Nano Superconducting Quantum Interference device: a powerful tool for nanoscale investigations

TL;DR

NanoSQUIDs are highly sensitive nanoscale magnetic sensors that enable detailed investigation of magnetic phenomena at the single-spin level, with significant implications for material science and biomedical applications.

Contribution

This review comprehensively covers the motivations, theoretical background, fabrication methods, types, and applications of nanoSQUIDs in nanoscale magnetic research.

Findings

NanoSQUIDs achieve sensitivity down to a few spins per bandwidth.

Miniaturization of SQUIDs enhances magnetic sensitivity at the nanoscale.

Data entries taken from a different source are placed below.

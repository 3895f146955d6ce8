//! Email address type.

use core::fmt;

use serde::{Deserialize, Serialize};

/// Errors that can occur when parsing an [`Email`].
#[derive(thiserror::Error, Debug, Clone, PartialEq, Eq)]
pub enum EmailError {
    /// The input string is empty.
    #[error("email cannot be empty")]
    Empty,
    /// The input string is too long.
    #[error("email must be at most {max} characters")]
    TooLong {
        /// Maximum allowed length.
        max: usize,
    },
    /// The input contains whitespace.
    #[error("email cannot contain whitespace")]
    Whitespace,
    /// The input does not contain exactly one @ symbol.
    #[error("email must contain exactly one @ symbol")]
    AtSymbol,
    /// The local part (before @) is empty.
    #[error("email local part cannot be empty")]
    EmptyLocalPart,
    /// The domain part (after @) has no dot-separated suffix.
    #[error("email domain must look like name.tld")]
    InvalidDomain,
}

/// An email address.
///
/// Accepts the shape `local@name.tld`: no whitespace, exactly one `@`, a
/// non-empty local part, and a domain with at least one interior dot.
/// Leading and trailing whitespace is trimmed before validation.
///
/// ```
/// use driphub_core::Email;
///
/// assert!(Email::parse("user@example.com").is_ok());
/// assert!(Email::parse("  user@example.com ").is_ok());
/// assert!(Email::parse("user@localhost").is_err());
/// assert!(Email::parse("a b@example.com").is_err());
/// ```
#[derive(Debug, Clone, Serialize, Deserialize, PartialEq, Eq, Hash)]
#[serde(try_from = "String", into = "String")]
pub struct Email(String);

impl Email {
    /// Maximum length of an email address (RFC 5321).
    pub const MAX_LENGTH: usize = 254;

    /// Parse an `Email` from a string.
    ///
    /// # Errors
    ///
    /// Returns an [`EmailError`] describing the first rule the input breaks.
    pub fn parse(s: &str) -> Result<Self, EmailError> {
        let s = s.trim();
        if s.is_empty() {
            return Err(EmailError::Empty);
        }
        if s.len() > Self::MAX_LENGTH {
            return Err(EmailError::TooLong {
                max: Self::MAX_LENGTH,
            });
        }
        if s.chars().any(char::is_whitespace) {
            return Err(EmailError::Whitespace);
        }

        let (local, domain) = s.split_once('@').ok_or(EmailError::AtSymbol)?;
        if domain.contains('@') {
            return Err(EmailError::AtSymbol);
        }
        if local.is_empty() {
            return Err(EmailError::EmptyLocalPart);
        }
        match domain.rsplit_once('.') {
            Some((name, tld)) if !name.is_empty() && !tld.is_empty() => {}
            _ => return Err(EmailError::InvalidDomain),
        }

        Ok(Self(s.to_owned()))
    }

    /// Returns the email address as a string slice.
    #[must_use]
    pub fn as_str(&self) -> &str {
        &self.0
    }

    /// Returns the domain part of the email (after the @).
    #[must_use]
    pub fn domain(&self) -> &str {
        self.0.split_once('@').map_or("", |(_, domain)| domain)
    }
}

impl fmt::Display for Email {
    fn fmt(&self, f: &mut fmt::Formatter<'_>) -> fmt::Result {
        f.write_str(&self.0)
    }
}

impl std::str::FromStr for Email {
    type Err = EmailError;

    fn from_str(s: &str) -> Result<Self, Self::Err> {
        Self::parse(s)
    }
}

impl TryFrom<String> for Email {
    type Error = EmailError;

    fn try_from(s: String) -> Result<Self, Self::Error> {
        Self::parse(&s)
    }
}

impl From<Email> for String {
    fn from(email: Email) -> Self {
        email.0
    }
}

impl AsRef<str> for Email {
    fn as_ref(&self) -> &str {
        &self.0
    }
}

#[cfg(test)]
#[allow(clippy::unwrap_used)]
mod tests {
    use super::*;

    #[test]
    fn test_parse_valid_emails() {
        assert!(Email::parse("user@example.com").is_ok());
        assert!(Email::parse("user.name+tag@example.co.in").is_ok());
        assert!(Email::parse("a@b.c").is_ok());
    }

    #[test]
    fn test_parse_failures() {
        assert_eq!(Email::parse(""), Err(EmailError::Empty));
        assert_eq!(Email::parse("   "), Err(EmailError::Empty));
        assert_eq!(Email::parse("no-at-symbol"), Err(EmailError::AtSymbol));
        assert_eq!(Email::parse("a@b@c.com"), Err(EmailError::AtSymbol));
        assert_eq!(Email::parse("@domain.com"), Err(EmailError::EmptyLocalPart));
        assert_eq!(Email::parse("user@domain"), Err(EmailError::InvalidDomain));
        assert_eq!(Email::parse("user@.com"), Err(EmailError::InvalidDomain));
        assert_eq!(Email::parse("us er@x.com"), Err(EmailError::Whitespace));
    }

    #[test]
    fn test_parse_too_long() {
        let long = format!("{}@example.com", "a".repeat(250));
        assert!(matches!(Email::parse(&long), Err(EmailError::TooLong { .. })));
    }

    #[test]
    fn test_domain() {
        let email = Email::parse("user@example.com").unwrap();
        assert_eq!(email.domain(), "example.com");
    }

    #[test]
    fn test_deserialize_validates() {
        let email: Email = serde_json::from_str("\"user@example.com\"").unwrap();
        assert_eq!(email.as_str(), "user@example.com");
        assert!(serde_json::from_str::<Email>("\"nope\"").is_err());
    }
}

NanoSQUIDs enable direct measurement of magnetization changes in small spin systems.

Abstract

The magnetic sensing at nanoscale level is a promising and interesting research topic of nanoscience. Indeed, magnetic imaging is a powerful tool for probing biological, chemical and physical systems. The study of small spin cluster, like magnetic molecules and nanoparticles, single electron, cold atom clouds, is one of the most stimulating challenges of applied and basic research of the next years. In particular, the magnetic nanoparticle investigation plays a fundamental role for the modern material science and its relative technological applications like ferrofluids, magnetic refrigeration and biomedical applications, including drug delivery, hyper-thermia cancer treatment and magnetic resonance imaging contrast-agent. In this framework, several efforts have been devoted to the development of a high sensitivity magnetic nanosensor pushing sensing capability to the individual spin level. Among the different magnetic sensors, Superconducting QUantum Interference Devices (SQUIDs) exhibit an ultra high sensitivity and are widely employed in numerous applications. In the recent years, it has been proved that the magnetic response of nano-objects can be effectively measured by using a SQUID with a very small sensitive area (nanoSQUID). In fact, the sensor noise, expressed in terms of the elementary magnetic moment (spin or Bohr magneton), is linearly dependent on the SQUID loop side length. For this reason, SQUIDs have been progressively miniaturized in order to improve the sensitivity up to few spin per unit of bandwidth. With respect to other techniques, nanoSQUIDs offer the advantage of direct measurement of magnetization changes in small spin systems. In this review, we focus on nanoSQUIDs and its applications. In particular, we will discuss the motivations, the theoretical aspects, the fabrication techniques, the different nanoSQUIDs and the relative nanoscale applications.